Dione, inclusive, aplica aos amigos um interessante teste de personalidade
(aprenda você também, leitor!).
Mais
tarde, é a vez de Celso convidar Dione para passar uns dias na propriedade dos
Brescianini. Um dos maiores momentos do passeio se dá quando Dione acompanha
Sérgio a uma caçada de pombos carijós – como controle de pragas das plantações.
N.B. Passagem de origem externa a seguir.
//! # warehouse-auth
//!
//! OAuth 2.0 authorization-code flow for SQL warehouse workspaces, plus a
//! thin client for submitting a statement with the resulting access token.
//!
//! The crate covers one login cycle: build the authorization URL, capture
//! the code on a local redirect listener, exchange it for a token set, and
//! authenticate a statements-endpoint request with the bearer token. It is
//! not a token cache or a multi-tenant auth service.
//!
//! ## Features
//!
//! - **Async API** (default): async OAuth and statements clients
//! - **Blocking API** (optional): no async runtime required
//! - **Callback Server** (default): local listener that captures the
//!   redirect automatically (requires tokio)
//! - **Browser Integration** (default): auto-open the authorization URL
//! - **Configurable**: workspace-derived or fully custom endpoints,
//!   environment sourcing
//!
//! ## Quick Start
//!
//! ```no_run
//! use std::time::Duration;
//! use warehouse_auth::{CallbackServer, OAuthClient, OAuthConfig};
//!
//! #[tokio::main]
//! async fn main() -> Result<(), Box<dyn std::error::Error>> {
//!     let config = OAuthConfig::for_workspace("ws.example.com", "client-id", "client-secret");
//!     let port = config.redirect_port()?;
//!     let client = OAuthClient::new(config)?;
//!
//!     let mut server = CallbackServer::bind(port).await?;
//!     println!("Visit: {}", client.authorization_url()?);
//!
//!     let code = server.wait_for_code(Duration::from_secs(300)).await?;
//!     let tokens = client.exchange_code(&code).await?;
//!     println!("Got a {} token", tokens.token_type);
//!     Ok(())
//! }
//! ```
//!
//! ## Protocol notes
//!
//! The authorization request carries exactly `response_type=code`, the
//! client ID, the redirect URI and the `sql offline_access` scope. Known
//! gaps, reproduced deliberately rather than papered over:
//!
//! - no CSRF `state` parameter and no PKCE challenge on the front channel
//! - no token refresh; the refresh token is surfaced on [`TokenSet`] but
//!   never used here
//! - statement execution is assumed to complete synchronously; a
//!   pending/async execution status in the response is passed through
//!   untouched, not polled for

mod error;
mod statements;
mod types;

#[cfg(feature = "async")]
mod client;

#[cfg(feature = "blocking")]
pub mod blocking;

#[cfg(feature = "browser")]
mod browser;

#[cfg(feature = "callback-server")]
mod server;

// Public API exports
pub use error::{Result, WarehouseAuthError};
pub use statements::{StatementParameter, StatementRequest};
pub use types::{DEFAULT_REDIRECT_URI, OAuthConfig, OAuthConfigBuilder, TokenSet};

#[cfg(feature = "async")]
pub use client::OAuthClient;
#[cfg(feature = "async")]
pub use statements::StatementsClient;

#[cfg(feature = "browser")]
pub use browser::open_browser;

#[cfg(feature = "callback-server")]
pub use server::CallbackServer;
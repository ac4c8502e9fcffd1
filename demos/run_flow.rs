//! End-to-end authorization-code flow with the local callback server
//!
//! Binds the redirect listener, opens the browser on the authorization URL
//! (printing it as a fallback), waits for the callback, exchanges the code,
//! then submits one sample statement to the warehouse and prints the raw
//! response.
//!
//! Environment: WORKSPACE_URL, WORKSPACE_CLIENT_ID, WORKSPACE_CLIENT_SECRET,
//! WAREHOUSE_ID, optional WORKSPACE_REDIRECT_URI.
//!
//! Run with: cargo run --example run_flow

use std::time::Duration;

use anyhow::Context;
use warehouse_auth::{
    CallbackServer, OAuthClient, OAuthConfig, StatementParameter, StatementRequest,
    StatementsClient, open_browser,
};

const SAMPLE_STATEMENT: &str =
    "SELECT count(1) as trip_count, pickup_zip FROM samples.nyctaxi.trips GROUP BY pickup_zip LIMIT 10";

const CALLBACK_DEADLINE: Duration = Duration::from_secs(300);

#[tokio::main]
async fn main() -> anyhow::Result<()> {
    tracing_subscriber::fmt()
        .with_env_filter(
            tracing_subscriber::EnvFilter::try_from_default_env()
                .unwrap_or_else(|_| tracing_subscriber::EnvFilter::new("warehouse_auth=info")),
        )
        .init();

    let config = OAuthConfig::from_env()?;
    let workspace = std::env::var("WORKSPACE_URL").context("WORKSPACE_URL is not set")?;
    let warehouse_id = std::env::var("WAREHOUSE_ID").context("WAREHOUSE_ID is not set")?;

    let port = config.redirect_port()?;
    let client = OAuthClient::new(config)?;

    // Step 1: the redirect listener, up before the user can authorize
    let mut server = CallbackServer::bind(port).await?;

    // Step 2: direct the user to the authorization endpoint
    let authorization_url = client.authorization_url()?;
    println!("Go to this URL to authorize the application:");
    println!("{}\n", authorization_url);

    if let Err(e) = open_browser(&authorization_url) {
        println!("Could not open a browser ({}); use the URL above.", e);
    }

    // Step 3: wait for the callback to deliver the code
    println!("Waiting for the authorization code...");
    let code = server.wait_for_code(CALLBACK_DEADLINE).await?;
    server.shutdown();
    println!("Authorization code received. Exchanging it for a token.");

    // Step 4: code -> token set
    let tokens = client.exchange_code(&code).await?;

    // Step 5: one statement against the warehouse, result printed as-is
    let statements = StatementsClient::for_workspace(&workspace, &tokens.access_token);
    let request = StatementRequest::new(SAMPLE_STATEMENT, warehouse_id)
        .with_parameter(StatementParameter::date("date", "2016-02-01"));

    let results = statements.submit(&request).await?;
    println!("Sample NYC Taxi Rides: {}", serde_json::to_string_pretty(&results)?);

    Ok(())
}
use thiserror::Error;

/// Error types for workspace OAuth and statement submission
#[derive(Error, Debug)]
pub enum WarehouseAuthError {
    #[error("Invalid configuration: {0}")]
    InvalidConfig(String),

    #[error("Missing required environment variable: {0}")]
    MissingEnv(String),

    #[error("Network error: {0}")]
    Network(#[from] reqwest::Error),

    #[error("HTTP error: {status}: {body}")]
    Http { status: u16, body: String },

    #[error("URL parse error: {0}")]
    UrlParse(#[from] url::ParseError),

    #[cfg(feature = "callback-server")]
    #[error("Callback server error: {0}")]
    CallbackServer(String),

    #[cfg(feature = "callback-server")]
    #[error("Timed out after {0:?} waiting for the authorization callback")]
    CallbackTimeout(std::time::Duration),

    #[cfg(feature = "browser")]
    #[error("Failed to open browser: {0}")]
    BrowserLaunch(String),
}

/// Result type alias for warehouse authentication operations
pub type Result<T> = std::result::Result<T, WarehouseAuthError>;
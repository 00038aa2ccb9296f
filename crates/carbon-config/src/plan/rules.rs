use regex::Regex;
use serde::{Deserialize, Serialize};
use std::path::Path;
use std::sync::OnceLock;

use crate::error::{ConfigError, Result};

/// Regular expression matched against a module path
///
/// Serialized as its source string. The compiled regex is built on first use
/// and reused afterwards.
#[derive(Debug, Clone, Serialize, Deserialize)]
#[serde(from = "String", into = "String")]
pub struct Pattern {
    source: String,
    compiled: OnceLock<Regex>,
}

impl Pattern {
    pub fn new(source: impl Into<String>) -> Self {
        Self {
            source: source.into(),
            compiled: OnceLock::new(),
        }
    }

    pub fn as_str(&self) -> &str {
        &self.source
    }

    /// The compiled regex, built on the first call
    ///
    /// An invalid source is reported on every call and never cached.
    pub fn compile(&self) -> Result<&Regex> {
        if let Some(regex) = self.compiled.get() {
            return Ok(regex);
        }
        let regex = Regex::new(&self.source).map_err(|err| ConfigError::InvalidPattern {
            pattern: self.source.clone(),
            message: err.to_string(),
        })?;
        Ok(self.compiled.get_or_init(|| regex))
    }

    pub fn is_match(&self, path: &str) -> Result<bool> {
        Ok(self.compile()?.is_match(path))
    }
}

impl PartialEq for Pattern {
    fn eq(&self, other: &Self) -> bool {
        self.source == other.source
    }
}

impl Eq for Pattern {}

impl From<String> for Pattern {
    fn from(source: String) -> Self {
        Self::new(source)
    }
}

impl From<Pattern> for String {
    fn from(pattern: Pattern) -> Self {
        pattern.source
    }
}

/// A single processing stage applied to matching files
#[derive(Debug, Clone, PartialEq, Eq, Serialize, Deserialize)]
#[serde(tag = "stage", rename_all = "kebab-case")]
pub enum Stage {
    /// Sass/SCSS preprocessing
    Sass { source_map: bool, minimize: bool },
    /// CSS import/url resolution
    Css { source_map: bool, minimize: bool },
    /// Pull the processed styles out of the script into a standalone stylesheet
    ExtractStylesheet { filename: String },
    /// Language downleveling
    Babel { presets: Vec<String> },
    /// Binary pass-through, emitted under a name pattern
    File { name: String },
}

impl Stage {
    pub fn name(&self) -> &'static str {
        match self {
            Stage::Sass { .. } => "sass",
            Stage::Css { .. } => "css",
            Stage::ExtractStylesheet { .. } => "extract-stylesheet",
            Stage::Babel { .. } => "babel",
            Stage::File { .. } => "file",
        }
    }
}

/// File pattern → processing pipeline association
///
/// `pipeline` lists stages in the order they are applied to a file.
#[derive(Debug, Clone, PartialEq, Eq, Serialize, Deserialize)]
pub struct TransformRule {
    pub test: Pattern,

    #[serde(default, skip_serializing_if = "Option::is_none")]
    pub exclude: Option<Pattern>,

    pub pipeline: Vec<Stage>,
}

impl TransformRule {
    pub fn new(test: &str, pipeline: Vec<Stage>) -> Self {
        Self {
            test: Pattern::new(test),
            exclude: None,
            pipeline,
        }
    }

    pub fn excluding(mut self, exclude: &str) -> Self {
        self.exclude = Some(Pattern::new(exclude));
        self
    }

    /// Whether this rule applies to `path`
    pub fn matches(&self, path: &Path) -> Result<bool> {
        let normalized = path.to_string_lossy().replace('\\', "/");
        if !self.test.is_match(&normalized)? {
            return Ok(false);
        }
        match &self.exclude {
            Some(exclude) => Ok(!exclude.is_match(&normalized)?),
            None => Ok(true),
        }
    }

    pub fn stage_names(&self) -> Vec<&'static str> {
        self.pipeline.iter().map(Stage::name).collect()
    }
}
//! Error handling for the carbon CLI.
//!
//! `CliError` wraps plan resolution errors from `carbon-config` along with
//! settings, I/O and serialization failures. `main` converts it into a
//! `miette` report.

use std::path::PathBuf;

use carbon_config::ConfigError;
use thiserror::Error;

#[derive(Debug, Error)]
pub enum CliError {
    /// Plan resolution or validation failed
    #[error(transparent)]
    Config(#[from] ConfigError),

    /// No mode came from the command line, environment or settings file
    #[error("no build mode given\n\nHint: Pass --mode development or --mode production, or set CARBON_MODE")]
    MissingMode,

    /// Settings file could not be merged or extracted
    #[error("invalid settings: {message}\n\nHint: {hint}")]
    Settings { message: String, hint: String },

    #[error("File not found: {}", .0.display())]
    FileNotFound(PathBuf),

    #[error("I/O error: {0}")]
    Io(#[from] std::io::Error),

    #[error("JSON error: {0}")]
    Json(#[from] serde_json::Error),
}

pub type Result<T, E = CliError> = std::result::Result<T, E>;

/// Attach a path to I/O failures
pub trait ResultExt<T> {
    fn with_path(self, path: impl AsRef<std::path::Path>) -> Result<T>;
}

impl<T, E: Into<CliError>> ResultExt<T> for std::result::Result<T, E> {
    fn with_path(self, path: impl AsRef<std::path::Path>) -> Result<T> {
        self.map_err(|e| match e.into() {
            CliError::Io(io_err) if io_err.kind() == std::io::ErrorKind::NotFound => {
                CliError::FileNotFound(path.as_ref().to_path_buf())
            }
            other => other,
        })
    }
}

/// Convert CliError to a miette report
pub fn cli_error_to_miette(err: CliError) -> miette::Report {
    match err {
        CliError::Config(e) => match e.hint() {
            Some(hint) => miette::miette!(help = hint.to_string(), "{}", e),
            None => miette::miette!("{}", e),
        },
        other => miette::miette!("{}", other),
    }
}

#[cfg(test)]
mod tests {
    use super::*;

    #[test]
    fn config_error_is_transparent() {
        let err: CliError = ConfigError::UnrecognizedMode("staging".to_string()).into();
        assert!(matches!(err, CliError::Config(_)));
        assert!(err.to_string().starts_with("unrecognized build mode 'staging'"));
    }

    #[test]
    fn missing_mode_has_hint() {
        let msg = CliError::MissingMode.to_string();
        assert!(msg.contains("no build mode"));
        assert!(msg.contains("Hint:"));
    }

    #[test]
    fn with_path_maps_not_found() {
        let result: std::io::Result<()> = Err(std::io::Error::new(
            std::io::ErrorKind::NotFound,
            "missing",
        ));
        let err = result.with_path("carbon.toml").unwrap_err();
        assert!(matches!(err, CliError::FileNotFound(ref p) if p == &PathBuf::from("carbon.toml")));
    }

    #[test]
    fn miette_report_keeps_message() {
        let report = cli_error_to_miette(ConfigError::UnrecognizedMode("qa".into()).into());
        assert!(report.to_string().contains("'qa'"));
    }
}
//! Status message functions for terminal output.
//!
//! Success, info and warning lines are dropped under `--quiet`; errors are
//! always printed.

use owo_colors::OwoColorize;

use super::{colors_enabled, quiet};

/// Print a success message to stderr.
///
/// # Arguments
///
/// * `message` - Message to display
///
/// # Examples
///
/// ```no_run
/// use carbon_cli::ui::success;
///
/// success("All checks passed!");
/// ```
pub fn success(message: &str) {
    if quiet() {
        return;
    }
    if colors_enabled() {
        eprintln!("{} {}", "✓".green().bold(), message);
    } else {
        eprintln!("✓ {message}");
    }
}

/// Print an info message to stderr.
///
/// # Arguments
///
/// * `message` - Message to display
///
/// # Examples
///
/// ```no_run
/// use carbon_cli::ui::info;
///
/// info("Checking production plan in ....");
/// ```
pub fn info(message: &str) {
    if quiet() {
        return;
    }
    if colors_enabled() {
        eprintln!("{} {}", "ℹ".blue().bold(), message);
    } else {
        eprintln!("ℹ {message}");
    }
}

/// Print a warning message to stderr.
///
/// # Arguments
///
/// * `message` - Message to display
///
/// # Examples
///
/// ```no_run
/// use carbon_cli::ui::warning;
///
/// warning("NODE_ENV is not set for a production plan");
/// ```
pub fn warning(message: &str) {
    if quiet() {
        return;
    }
    if colors_enabled() {
        eprintln!("{} {}", "⚠".yellow().bold(), message.yellow());
    } else {
        eprintln!("⚠ {message}");
    }
}

/// Print an error message to stderr.
///
/// Not affected by `--quiet`.
///
/// # Arguments
///
/// * `message` - Message to display
///
/// # Examples
///
/// ```no_run
/// use carbon_cli::ui::error;
///
/// error("HTML template not found: public/index.html");
/// ```
pub fn error(message: &str) {
    if colors_enabled() {
        eprintln!("{} {}", "✗".red().bold(), message.red());
    } else {
        eprintln!("✗ {message}");
    }
}
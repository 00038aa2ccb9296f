//! Check command implementation.
//!
//! Resolves the plan and verifies the files it references exist.

use carbon_config::{FsValidator, PlanValidator, Resolver};

use crate::cli::CheckArgs;
use crate::commands::PlanSelection;
use crate::config::Settings;
use crate::error::Result;
use crate::ui;

pub fn execute(args: CheckArgs, settings: &Settings) -> Result<()> {
    let selection = PlanSelection::from_args(&args.plan, settings)?;
    ui::info(&format!(
        "Checking {} plan in {}...",
        selection.mode,
        selection.context.display()
    ));

    let plan = Resolver::new(&selection.context).resolve(selection.mode);

    if let Err(err) = FsValidator::new(&selection.context).validate(&plan) {
        ui::error(&err.to_string());
        return Err(err.into());
    }

    for entry in plan.entry_points() {
        ui::success(&format!("  {}", entry.specifier()));
    }
    ui::success("All checks passed!");
    Ok(())
}
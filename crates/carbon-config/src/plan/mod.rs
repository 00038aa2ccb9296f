//! The declarative build plan handed to the bundling engine.

mod artifact;
mod entry;
mod optimization;
mod plugins;
mod rules;
mod types;

use serde::Serialize;
use serde_json::Value;
use std::path::{Path, PathBuf};

pub use artifact::{Artifact, ArtifactKind};
pub use entry::{EntryPoint, HOT_CLIENT_MODULE, HOT_RELOAD_PATH};
pub use optimization::{
    CompressionAlgorithm, DeadCodeOptions, OptimizationPlan, OptimizationStage,
};
pub use plugins::{DefineValues, HtmlDocumentOptions, InjectPosition, PluginSpec};
pub use rules::{Pattern, Stage, TransformRule};
pub use types::{ModuleResolution, OutputTarget, SourceMapPolicy};

use crate::error::{ConfigError, Result};
use crate::mode::BuildMode;

/// Complete build plan for one invocation
///
/// Produced by [`crate::resolve`] and immutable afterwards: fields are only
/// reachable through accessors. A plan serializes for the engine but cannot
/// be read back, so every plan in circulation came from the resolver.
///
/// ```compile_fail
/// let plan: carbon_config::BuildPlan = serde_json::from_str("{}").unwrap();
/// ```
#[derive(Debug, Clone, PartialEq, Eq, Serialize)]
pub struct BuildPlan {
    pub(crate) mode: BuildMode,
    pub(crate) api_base_url: String,
    pub(crate) context: PathBuf,
    pub(crate) entry_points: Vec<EntryPoint>,
    pub(crate) output: OutputTarget,
    pub(crate) source_maps: SourceMapPolicy,
    pub(crate) resolution: ModuleResolution,
    pub(crate) rules: Vec<TransformRule>,
    pub(crate) plugins: Vec<PluginSpec>,
    pub(crate) optimization: OptimizationPlan,
}

impl BuildPlan {
    pub fn mode(&self) -> BuildMode {
        self.mode
    }

    pub fn api_base_url(&self) -> &str {
        &self.api_base_url
    }

    /// Directory every relative path in the plan is resolved against
    pub fn context(&self) -> &Path {
        &self.context
    }

    pub fn entry_points(&self) -> &[EntryPoint] {
        &self.entry_points
    }

    pub fn output(&self) -> &OutputTarget {
        &self.output
    }

    pub fn source_map_policy(&self) -> SourceMapPolicy {
        self.source_maps
    }

    pub fn resolution(&self) -> &ModuleResolution {
        &self.resolution
    }

    pub fn rules(&self) -> &[TransformRule] {
        &self.rules
    }

    pub fn plugins(&self) -> &[PluginSpec] {
        &self.plugins
    }

    pub fn optimization(&self) -> &OptimizationPlan {
        &self.optimization
    }

    pub fn optimization_enabled(&self) -> bool {
        self.optimization.enabled()
    }

    pub fn optimization_stages(&self) -> &[OptimizationStage] {
        self.optimization.stages()
    }

    pub fn hot_reload_entry(&self) -> Option<&EntryPoint> {
        self.entry_points.iter().find(|entry| entry.is_hot_reload())
    }

    pub fn html_document(&self) -> Option<&HtmlDocumentOptions> {
        self.plugins.iter().find_map(|plugin| match plugin {
            PluginSpec::HtmlDocument(options) => Some(options),
            _ => None,
        })
    }

    /// Filename of the extracted stylesheet, if styles are extracted
    pub fn stylesheet_filename(&self) -> Option<&str> {
        self.plugins.iter().find_map(|plugin| match plugin {
            PluginSpec::ExtractStylesheet { filename } => Some(filename.as_str()),
            _ => None,
        })
    }

    /// First rule that applies to `path`, if any
    ///
    /// ```
    /// use carbon_config::{resolve, BuildMode};
    /// use std::path::Path;
    ///
    /// let plan = resolve(BuildMode::Development);
    /// let rule = plan.rule_for(Path::new("client/styles/app.scss")).unwrap().unwrap();
    /// assert_eq!(rule.stage_names(), vec!["sass", "css", "extract-stylesheet"]);
    /// ```
    pub fn rule_for(&self, path: &Path) -> Result<Option<&TransformRule>> {
        for rule in &self.rules {
            if rule.matches(path)? {
                return Ok(Some(rule));
            }
        }
        Ok(None)
    }

    /// Files the engine emits for this plan, relative to the context
    pub fn artifacts(&self) -> Vec<Artifact> {
        let dir = &self.output.dir;
        let mut artifacts = vec![Artifact::new(
            self.output.bundle_path(),
            ArtifactKind::ScriptBundle,
        )];

        if self.source_maps.is_external() {
            artifacts.push(Artifact::new(
                dir.join(format!("{}.map", self.output.filename)),
                ArtifactKind::SourceMap,
            ));
        }

        if let Some(stylesheet) = self.stylesheet_filename() {
            artifacts.push(Artifact::new(dir.join(stylesheet), ArtifactKind::Stylesheet));
        }

        if let Some(html) = self.html_document() {
            artifacts.push(Artifact::new(
                dir.join(&html.filename),
                ArtifactKind::HtmlDocument,
            ));
            if let Some(favicon) = html.favicon.as_ref().and_then(|f| f.file_name()) {
                artifacts.push(Artifact::new(dir.join(favicon), ArtifactKind::Favicon));
            }
        }

        if let Some(algorithm) = self.optimization.compression() {
            let compressed: Vec<Artifact> = artifacts
                .iter()
                .filter(|artifact| artifact.kind.is_compressible())
                .map(|artifact| artifact.compressed(algorithm))
                .collect();
            artifacts.extend(compressed);
        }

        artifacts
    }

    /// Convert to serde_json::Value
    pub fn to_value(&self) -> Result<Value> {
        serde_json::to_value(self).map_err(ConfigError::from)
    }

    pub fn to_json_pretty(&self) -> Result<String> {
        serde_json::to_string_pretty(self).map_err(ConfigError::from)
    }
}
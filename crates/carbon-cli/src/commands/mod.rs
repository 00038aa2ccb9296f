//! Command implementations for the carbon CLI.
//!
//! - [`resolve`] - Print the build plan
//! - [`check`] - Validate the plan against the project tree

pub mod check;
pub mod resolve;

use std::path::PathBuf;

use carbon_config::BuildMode;

use crate::cli::PlanArgs;
use crate::config::Settings;
use crate::error::{CliError, Result};

pub use check::execute as check_execute;
pub use resolve::execute as resolve_execute;

/// Mode and context after merging CLI args over settings
#[derive(Debug, Clone)]
pub(crate) struct PlanSelection {
    pub mode: BuildMode,
    pub context: PathBuf,
}

impl PlanSelection {
    /// CLI args win over settings. A missing or unrecognized mode is an error.
    pub(crate) fn from_args(args: &PlanArgs, settings: &Settings) -> Result<Self> {
        let raw = args
            .mode
            .as_deref()
            .or(settings.mode.as_deref())
            .ok_or(CliError::MissingMode)?;
        let mode: BuildMode = raw.parse()?;

        let context = args
            .context
            .clone()
            .or_else(|| settings.context.clone())
            .unwrap_or_else(|| PathBuf::from("."));

        tracing::debug!(mode = %mode, context = %context.display(), "selected plan inputs");
        Ok(Self { mode, context })
    }
}

#[cfg(test)]
mod tests {
    use super::*;
    use carbon_config::ConfigError;

    fn args(mode: Option<&str>) -> PlanArgs {
        PlanArgs {
            mode: mode.map(String::from),
            context: None,
        }
    }

    #[test]
    fn cli_mode_wins_over_settings() {
        let settings = Settings {
            mode: Some("development".into()),
            ..Settings::default()
        };
        let selection = PlanSelection::from_args(&args(Some("production")), &settings).unwrap();
        assert_eq!(selection.mode, BuildMode::Production);
        assert_eq!(selection.context, PathBuf::from("."));
    }

    #[test]
    fn settings_mode_is_used_when_flag_absent() {
        let settings = Settings {
            mode: Some("production".into()),
            context: Some(PathBuf::from("web")),
            ..Settings::default()
        };
        let selection = PlanSelection::from_args(&args(None), &settings).unwrap();
        assert_eq!(selection.mode, BuildMode::Production);
        assert_eq!(selection.context, PathBuf::from("web"));
    }

    #[test]
    fn no_mode_anywhere_is_an_error() {
        let err = PlanSelection::from_args(&args(None), &Settings::default()).unwrap_err();
        assert!(matches!(err, CliError::MissingMode));
    }

    #[test]
    fn unrecognized_mode_is_not_defaulted() {
        let err =
            PlanSelection::from_args(&args(Some("staging")), &Settings::default()).unwrap_err();
        assert!(matches!(
            err,
            CliError::Config(ConfigError::UnrecognizedMode(ref v)) if v == "staging"
        ));
    }
}
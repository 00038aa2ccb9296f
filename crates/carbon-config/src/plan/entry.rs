use serde::{Deserialize, Serialize};
use std::path::{Path, PathBuf};

/// Client module that subscribes to the hot-reload channel
pub const HOT_CLIENT_MODULE: &str = "webpack-hot-middleware/client";

/// Path of the hot-reload channel, appended to the API base URL
pub const HOT_RELOAD_PATH: &str = "/__webpack_hmr";

/// A module that seeds the bundling graph
#[derive(Debug, Clone, PartialEq, Eq, Serialize, Deserialize)]
#[serde(tag = "kind", rename_all = "kebab-case")]
pub enum EntryPoint {
    /// Hot-reload client pointed at `{base_url}{path}`
    HotReloadClient {
        base_url: String,
        path: String,
        /// Fall back to a full page reload when an update cannot be applied
        reload: bool,
    },
    /// Application module, relative to the plan context
    Module { path: PathBuf },
}

impl EntryPoint {
    pub fn hot_reload(base_url: impl Into<String>) -> Self {
        EntryPoint::HotReloadClient {
            base_url: base_url.into(),
            path: HOT_RELOAD_PATH.to_string(),
            reload: true,
        }
    }

    pub fn module(path: impl Into<PathBuf>) -> Self {
        EntryPoint::Module { path: path.into() }
    }

    /// Module identifier handed to the engine
    ///
    /// ```
    /// use carbon_config::EntryPoint;
    ///
    /// let entry = EntryPoint::hot_reload("http://localhost:3000");
    /// assert_eq!(
    ///     entry.specifier(),
    ///     "webpack-hot-middleware/client?path=http://localhost:3000/__webpack_hmr&reload=true"
    /// );
    /// ```
    pub fn specifier(&self) -> String {
        match self {
            EntryPoint::HotReloadClient {
                base_url,
                path,
                reload,
            } => format!("{HOT_CLIENT_MODULE}?path={base_url}{path}&reload={reload}"),
            EntryPoint::Module { path } => path.to_string_lossy().replace('\\', "/"),
        }
    }

    pub fn is_hot_reload(&self) -> bool {
        matches!(self, EntryPoint::HotReloadClient { .. })
    }

    pub fn hot_reload_base_url(&self) -> Option<&str> {
        match self {
            EntryPoint::HotReloadClient { base_url, .. } => Some(base_url),
            EntryPoint::Module { .. } => None,
        }
    }

    pub fn module_path(&self) -> Option<&Path> {
        match self {
            EntryPoint::Module { path } => Some(path),
            EntryPoint::HotReloadClient { .. } => None,
        }
    }
}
E, sabemos: no tempo de Fidélis Barbosa, não havia nada errado em caçar nos
campos, já que a carne dos animais silvestres depois podia ser consumida. Mas
ambas as famílias, os Brescianini e os Teixeira, aprovam cada um o namorado dos
filhos.
Mas
ambos decidem deixar o casamento para depois da conclusão do curso
universitário. Celso se forma técnico em agronomia, Dione se forma professora.
E,
após o casamento, realizado após um namoro sem obstáculos, ambos passam as
núpcias viajando para o sul. Primeiro, viajam para o Uruguai. Conhecem os
pontos turísticos de Montevidéu, passam por Maldonado, Sacramento e Punta del
Este. Após, descem para Buenos Aires, na Argentina, visitam seus pontos turísticos
– principalmente as igrejas. São ciceroneados por um padre, divertem-se
assistindo um espetáculo de danças tradicionais. Aproveitam para fazer um pouco
de teoria conspiratória – discutem a possibilidade do presidente brasileiro
Getúlio Vargas ter sido assassinado em vez de ter se suicidado. Fazem um
passeio pela região da Cordilheira dos Andes. E, claro, conhecem os modelos
agropecuários tão referidos, a produção de vinho argentino... Se encantam pela
cordialidade do povo. E voltam ao Brasil decididos a implantar o tão sonhado
novo modelo de trabalho.
A
segunda parte do livro começa com o início da concretização do sonho. De volta
a Passo Fundo, o casal recebe de seus pais os meios para montar a granja: do
pai de Dione, recebem o campo – seis milhões de hectares; e do pai de Celso,
equipamentos, dinheiro sob empréstimo, e o capataz da granja, Ricieri Brum, e
seus familiares, mulher e três filhos. Apesar de pouco letrado, Ricieri se
mostra um empregado inteligente e muito eficiente, a ponto de conquistar a
estima dos demais. E o casal já começa a trabalhar.
A
fazenda recebe o nome de Fazenda de Fátima. Os trabalhos começam com a
construção da casa do casal. Depois, com o plantio de trigo, a cultura inicial.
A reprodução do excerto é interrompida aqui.